MOONBUG NEARING SALE TO BLACKSTONE COMPANY
Moonbug Entertainment, creator of such children’s television and online shows as “Blippi” and “CoComelon,” is nearing a $2.75-billion deal to sell itself to an entertainment start-up so new it “has yet to find a name for itself,” The Wall Street Journal reported.
The nameless venture is helmed by two Disney Co. veterans and funded by private equity firm Blackrock.
“CoComelon,” with its trademark animated toddlers and gentle music, became a lockdown staple in homes with children, generating billions of Youtube views and creating a Netflix spinoff and line of merchandise.
“Blippi” has been similarly successful.
Demand for children’s programming has grown 58 percent since 2020’s economic shutdown began, the WSJ said, but traditional video outlets have failed to meet demand.
“The big guys aren’t licensing their own content outside of their own closed, walled gardens,” Kevin Mayer, co-founder of the nameless entertainment entity said in a WSJ interview.
“That’s where a scaled, independent entity like ours can really have an advantage in the marketplace,” he noted.

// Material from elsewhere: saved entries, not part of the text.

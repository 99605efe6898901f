//! Free-energy convergence sweep.
//!
//! Each step inserts a slightly larger "small cell" into the configuration
//! sampled at the previous filling fraction. The fraction of valid insertions
//! is a probability ratio, and the running sum of their logarithms is the
//! excess free energy. Steps are cached on disk: a step whose output file
//! already exists is read back instead of being re-simulated.

use std::path::PathBuf;

use crate::error::AppError;
use crate::io::header::read_meta_header;

pub mod energy;
pub mod schedule;
pub mod simulator;

pub use energy::{carnahan_starling, cumulative_free_energy, free_energy_figure};
pub use schedule::{StepPlan, plan_step};
pub use simulator::{ProcessSimulator, Simulator};

pub const KEY_FF_SMALL: &str = "ff_small";
pub const KEY_TOTAL_CHECKS: &str = "total checks of small cell";
pub const KEY_VALID_CHECKS: &str = "total valid small checks";

#[derive(Debug, Clone, Copy, PartialEq)]
pub enum SweepFlavor {
    /// Periodic cell; the first step uses the infinite-case binary.
    Periodic,
    /// Fixed box of edge `box_length` holding spheres of `radius`, submitted
    /// through `srun` and filed by renormalization `level`.
    Absolute {
        well_width: f64,
        box_length: f64,
        level: u32,
        radius: f64,
    },
}

#[derive(Debug, Clone, PartialEq)]
pub struct SweepConfig {
    pub steps: usize,
    /// Starting filling fraction (periodic flavor only).
    pub initial_ff: f64,
    pub step_size: f64,
    pub halve_every: usize,
    pub spheres: u32,
    pub iterations: u64,
    pub seed: u64,
    pub data_dir: PathBuf,
    pub bin_dir: PathBuf,
    pub flavor: SweepFlavor,
}

impl Default for SweepConfig {
    fn default() -> Self {
        Self {
            steps: 20,
            initial_ff: 0.0,
            step_size: 0.05,
            halve_every: 4,
            spheres: 10,
            iterations: 1_000_000,
            seed: 0,
            data_dir: PathBuf::from("data"),
            bin_dir: PathBuf::from("../.."),
            flavor: SweepFlavor::Periodic,
        }
    }
}

/// Outcome of one step, read back from the data file header.
#[derive(Debug, Clone, PartialEq)]
pub struct StepRecord {
    pub ff: f64,
    pub ff_small: f64,
    pub total_checks: f64,
    pub valid_checks: f64,
    pub ratio: f64,
}

#[derive(Debug, Clone, PartialEq)]
pub struct SweepResult {
    pub spheres: u32,
    pub records: Vec<StepRecord>,
    /// `F/NkT` after each step.
    pub free_energy: Vec<f64>,
}

impl SweepResult {
    pub fn filling_fractions(&self) -> Vec<f64> {
        self.records.iter().map(|r| r.ff_small).collect()
    }

    pub fn ratios(&self) -> Vec<f64> {
        self.records.iter().map(|r| r.ratio).collect()
    }
}

/// Run (or read back) every step of the sweep.
pub fn run_sweep<S: Simulator + ?Sized>(config: &SweepConfig, simulator: &mut S) -> Result<SweepResult, AppError> {
    if config.spheres == 0 && config.flavor == SweepFlavor::Periodic {
        return Err(AppError::input("The periodic sweep needs at least one sphere."));
    }

    let data_dir = schedule::data_dir(config);
    std::fs::create_dir_all(&data_dir)
        .map_err(|e| AppError::output(format!("Failed to create '{}': {e}", data_dir.display())))?;

    let mut ff = schedule::initial_ff(config);
    let mut records = Vec::with_capacity(config.steps);

    for i in 0..config.steps {
        let plan = plan_step(config, i, ff);
        let path = plan.output_path();

        if path.is_file() {
            tracing::info!(step = i, path = %path.display(), "cache hit");
        } else {
            tracing::info!(step = i, path = %path.display(), "cache miss");
            simulator.run(&plan.argv)?;
        }

        let record = read_step(&plan)?;
        tracing::debug!(step = i, ff_small = record.ff_small, ratio = record.ratio, "step done");
        ff = record.ff_small;
        records.push(record);
    }

    let ratios: Vec<f64> = records.iter().map(|r| r.ratio).collect();
    Ok(SweepResult {
        spheres: config.spheres,
        free_energy: cumulative_free_energy(&ratios, config.spheres),
        records,
    })
}

fn read_step(plan: &StepPlan) -> Result<StepRecord, AppError> {
    let path = plan.output_path();
    let header = read_meta_header(&path)?;
    let ff_small = header.number(KEY_FF_SMALL, &path)?;
    let total_checks = header.number(KEY_TOTAL_CHECKS, &path)?;
    let valid_checks = header.number(KEY_VALID_CHECKS, &path)?;

    if total_checks <= 0.0 {
        return Err(AppError::data(format!(
            "'{}' reports no small-cell checks",
            path.display()
        )));
    }
    if valid_checks <= 0.0 {
        return Err(AppError::data(format!(
            "'{}' reports no valid small-cell checks; the free energy diverges",
            path.display()
        )));
    }

    Ok(StepRecord {
        ff: plan.ff,
        ff_small,
        total_checks,
        valid_checks,
        ratio: valid_checks / total_checks,
    })
}

#[cfg(test)]
mod tests {
    use super::*;
    use std::fs;
    use std::path::Path;

    /// Writes the data file the real binary would produce.
    struct FakeSimulator {
        calls: Vec<Vec<String>>,
        total: u64,
        valid: u64,
    }

    impl FakeSimulator {
        fn new(valid: u64) -> Self {
            Self::with_counts(1000, valid)
        }

        fn with_counts(total: u64, valid: u64) -> Self {
            Self {
                calls: Vec::new(),
                total,
                valid,
            }
        }
    }

    fn arg<'a>(argv: &'a [String], flag: &str) -> &'a str {
        let i = argv.iter().position(|a| a == flag).unwrap();
        &argv[i + 1]
    }

    impl Simulator for FakeSimulator {
        fn run(&mut self, argv: &[String]) -> Result<(), AppError> {
            self.calls.push(argv.to_vec());
            let dir = Path::new(arg(argv, "--data_dir"));
            let name = arg(argv, "--filename");
            let ff_small = arg(argv, "--ff_small");
            fs::write(
                dir.join(format!("{name}-g.dat")),
                format!(
                    "# ff_small: {ff_small}\n# total checks of small cell: {}\n# total valid small checks: {}\n0 0\n",
                    self.total, self.valid
                ),
            )
            .unwrap();
            Ok(())
        }
    }

    fn config(dir: &Path, steps: usize) -> SweepConfig {
        SweepConfig {
            steps,
            data_dir: dir.join("data"),
            ..SweepConfig::default()
        }
    }

    #[test]
    fn sweep_runs_each_step_and_chains_ff() {
        let dir = tempfile::tempdir().unwrap();
        let mut sim = FakeSimulator::new(500);
        let result = run_sweep(&config(dir.path(), 6), &mut sim).unwrap();

        assert_eq!(sim.calls.len(), 6);
        assert!(sim.calls[0][0].ends_with("free-energy-monte-carlo-infinite-case"));
        assert!(sim.calls[1][0].ends_with("free-energy-monte-carlo"));
        assert_eq!(arg(&sim.calls[1], "--ff"), "0.05");

        let ffs = result.filling_fractions();
        let expected = [0.05, 0.1, 0.15, 0.2, 0.225, 0.25];
        for (a, b) in ffs.iter().zip(expected) {
            assert!((a - b).abs() < 1e-9, "{ffs:?}");
        }
        let ln2 = 2f64.ln();
        assert!((result.free_energy[5] - 6.0 * ln2 / 10.0).abs() < 1e-12);
    }

    #[test]
    fn cached_steps_are_not_rerun() {
        let dir = tempfile::tempdir().unwrap();
        let cfg = config(dir.path(), 3);
        run_sweep(&cfg, &mut FakeSimulator::new(900)).unwrap();

        let mut again = FakeSimulator::new(900);
        let result = run_sweep(&cfg, &mut again).unwrap();
        assert!(again.calls.is_empty());
        assert_eq!(result.records.len(), 3);
        assert!((result.records[0].ratio - 0.9).abs() < 1e-12);
    }

    #[test]
    fn zero_valid_checks_is_a_data_error() {
        let dir = tempfile::tempdir().unwrap();
        let err = run_sweep(&config(dir.path(), 1), &mut FakeSimulator::new(0)).unwrap_err();
        assert_eq!(err.exit_code(), 3);
        assert!(err.message().contains("periodic-ff0-ff_small0.05"));
    }

    #[test]
    fn zero_total_checks_is_a_data_error() {
        let dir = tempfile::tempdir().unwrap();
        let mut sim = FakeSimulator::with_counts(0, 0);
        let err = run_sweep(&config(dir.path(), 1), &mut sim).unwrap_err();
        assert_eq!(err.exit_code(), 3);
        let file = "periodic-ff0-ff_small0.05-N10-iterations1000000-seed0-g.dat";
        assert!(err.message().contains(file), "{}", err.message());
        assert!(err.message().contains("no small-cell checks"));
    }

    #[test]
    fn missing_header_key_names_the_file() {
        let dir = tempfile::tempdir().unwrap();
        let cfg = config(dir.path(), 1);
        let plan = plan_step(&cfg, 0, 0.0);
        fs::create_dir_all(&plan.data_dir).unwrap();
        fs::write(plan.output_path(), "# ff_small: 0.05\n").unwrap();

        let err = run_sweep(&cfg, &mut FakeSimulator::new(1)).unwrap_err();
        assert_eq!(err.exit_code(), 3);
        assert!(err.message().contains("total checks of small cell"));
    }

    struct FailingSimulator;

    impl Simulator for FailingSimulator {
        fn run(&mut self, _argv: &[String]) -> Result<(), AppError> {
            Err(AppError::external("boom"))
        }
    }

    #[test]
    fn simulator_failure_aborts() {
        let dir = tempfile::tempdir().unwrap();
        let err = run_sweep(&config(dir.path(), 3), &mut FailingSimulator).unwrap_err();
        assert_eq!(err.exit_code(), 5);
    }
}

The potential sale is part of a feeding frenzy among large companies seeking to lure viewers to their streaming services.
Earlier this year, Amazon said it would purchase MGM for $8.5 billion to fatten its Prime Video service; and Discovery and AT&T’s WarnerMedia settled on a $43-billion price over the summer to combine their assets in a mammoth streaming service.
At the time of the sale, WarnerMedia owned HBO.
RUSSEL METALS TO BUY U.S. COMPETITOR
Toronto-based conglomerate Russel Metals has agreed to buy Boyd Metals for US$110 million in cash and debt.
Boyd operates five manufacturing and service centers in the south central U.S., making aluminum, stainless steel, and similar products and doing custom work.
Boyd generated $244 million in revenue in the 12 months ending 30 September this year.
Acquiring Boyd is another step in Russel’s strategy of “enhancing returns, increasing margins, and reducing volatility,” CEO John Reid said in a statement announcing the purchase.
Russel, which has 19 separate divisions or companies under its umbrella, took over Wisconsin’s Sanborn Tube in 2020.